Didier Stevens

Monday 21 October 2019

Quickpost: ExifTool, OLE Files and FlashPix Files

Filed under: Forensics,maldoc,Malware,Quickpost — Didier Stevens @ 0:00

ExifTool can misidentify VBA macro files as FlashPix files.

The binary file format of Office documents (.doc, .xls) uses the Compound File Binary Format, what I like to refer as OLE files. These files can be analyzed with my tool oledump.py.

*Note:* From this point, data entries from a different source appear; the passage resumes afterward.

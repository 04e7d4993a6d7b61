//! Identifier types for the poll domain.

use super::PollDomainError;
use serde::{Deserialize, Serialize};
use std::fmt;
use std::str::FromStr;
use uuid::Uuid;

/// Unique identifier for a question.
///
/// Identifiers are UUID v7 values, so sorting by identifier follows creation
/// order.
#[derive(Debug, Clone, Copy, PartialEq, Eq, PartialOrd, Ord, Hash, Serialize, Deserialize)]
#[serde(transparent)]
pub struct QuestionId(Uuid);

impl QuestionId {
    /// Creates a new time-ordered question identifier.
    #[must_use]
    pub fn new() -> Self {
        Self(Uuid::now_v7())
    }

    /// Creates a question identifier from an existing UUID.
    #[must_use]
    pub const fn from_uuid(uuid: Uuid) -> Self {
        Self(uuid)
    }

    /// Returns the wrapped UUID.
    #[must_use]
    pub const fn into_inner(self) -> Uuid {
        self.0
    }
}

impl Default for QuestionId {
    fn default() -> Self {
        Self::new()
    }
}

impl fmt::Display for QuestionId {
    fn fmt(&self, f: &mut fmt::Formatter<'_>) -> fmt::Result {
        write!(f, "{}", self.0)
    }
}

impl FromStr for QuestionId {
    type Err = PollDomainError;

    fn from_str(value: &str) -> Result<Self, Self::Err> {
        parse_uuid(value).map(Self)
    }
}

/// Unique identifier for a choice.
#[derive(Debug, Clone, Copy, PartialEq, Eq, PartialOrd, Ord, Hash, Serialize, Deserialize)]
#[serde(transparent)]
pub struct ChoiceId(Uuid);

impl ChoiceId {
    /// Creates a new time-ordered choice identifier.
    #[must_use]
    pub fn new() -> Self {
        Self(Uuid::now_v7())
    }

    /// Creates a choice identifier from an existing UUID.
    #[must_use]
    pub const fn from_uuid(uuid: Uuid) -> Self {
        Self(uuid)
    }

    /// Returns the wrapped UUID.
    #[must_use]
    pub const fn into_inner(self) -> Uuid {
        self.0
    }
}

impl Default for ChoiceId {
    fn default() -> Self {
        Self::new()
    }
}

impl fmt::Display for ChoiceId {
    fn fmt(&self, f: &mut fmt::Formatter<'_>) -> fmt::Result {
        write!(f, "{}", self.0)
    }
}

impl FromStr for ChoiceId {
    type Err = PollDomainError;

    fn from_str(value: &str) -> Result<Self, Self::Err> {
        parse_uuid(value).map(Self)
    }
}

fn parse_uuid(value: &str) -> Result<Uuid, PollDomainError> {
    Uuid::parse_str(value.trim()).map_err(|_| PollDomainError::InvalidIdentifier(value.to_owned()))
}
//! Given steps for poll BDD scenarios.

use super::world::{PollWorld, run_async};
use chrono::{DateTime, TimeDelta, Utc};
use eyre::WrapErr;
use polls::poll::services::CreateQuestionRequest;
use rstest_bdd_macros::given;

fn create_question(
    world: &mut PollWorld,
    text: String,
    pub_date: DateTime<Utc>,
    choices: Vec<String>,
) -> Result<(), eyre::Report> {
    let request = CreateQuestionRequest::new(text.clone(), pub_date).with_choices(choices);
    let question = run_async(world.views.service().create_question(request))
        .wrap_err("create question for scenario")?;
    world.questions.insert(text, question);
    Ok(())
}

fn offset(days: u64) -> Result<TimeDelta, eyre::Report> {
    let days = i64::try_from(days).wrap_err("day offset out of range")?;
    TimeDelta::try_days(days).ok_or_else(|| eyre::eyre!("day offset out of range"))
}

#[given("an empty poll store")]
fn empty_poll_store(world: &mut PollWorld) {
    world.questions.clear();
}

#[given(r#"a question "{text}" published {days:u64} days ago with choice "{choice}""#)]
fn past_question_with_choice(
    world: &mut PollWorld,
    text: String,
    days: u64,
    choice: String,
) -> Result<(), eyre::Report> {
    let pub_date = world.now - offset(days)?;
    create_question(world, text, pub_date, vec![choice])
}

#[given(r#"a question "{text}" published {days:u64} days from now with choice "{choice}""#)]
fn future_question_with_choice(
    world: &mut PollWorld,
    text: String,
    days: u64,
    choice: String,
) -> Result<(), eyre::Report> {
    let pub_date = world.now + offset(days)?;
    create_question(world, text, pub_date, vec![choice])
}

#[given(r#"a question "{text}" published {days:u64} days ago without choices"#)]
fn past_question_without_choices(
    world: &mut PollWorld,
    text: String,
    days: u64,
) -> Result<(), eyre::Report> {
    let pub_date = world.now - offset(days)?;
    create_question(world, text, pub_date, Vec::new())
}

Starting with Office 2007, the default file format (.docx, .docm, .xlsx, …) is Office Open XML: OOXML. It’s in essence a ZIP container with XML files inside. However, VBA macros inside OOXML files (.docm, .xlsm) are not stored as XML files, they are still stored inside an OLE file: the ZIP container contains a file with name vbaProject.bin. That is an OLE file containing the VBA macros.

This can be observed with my zipdump.py tool:

oledump.py can look inside the ZIP container to analyze the embedded vbaProject.bin file:

And of course, it can handle an OLE file directly:

When ExifTool is given a vbaProject.bin file for analysis, it will misidentify it as a picture file: a FlashPix file.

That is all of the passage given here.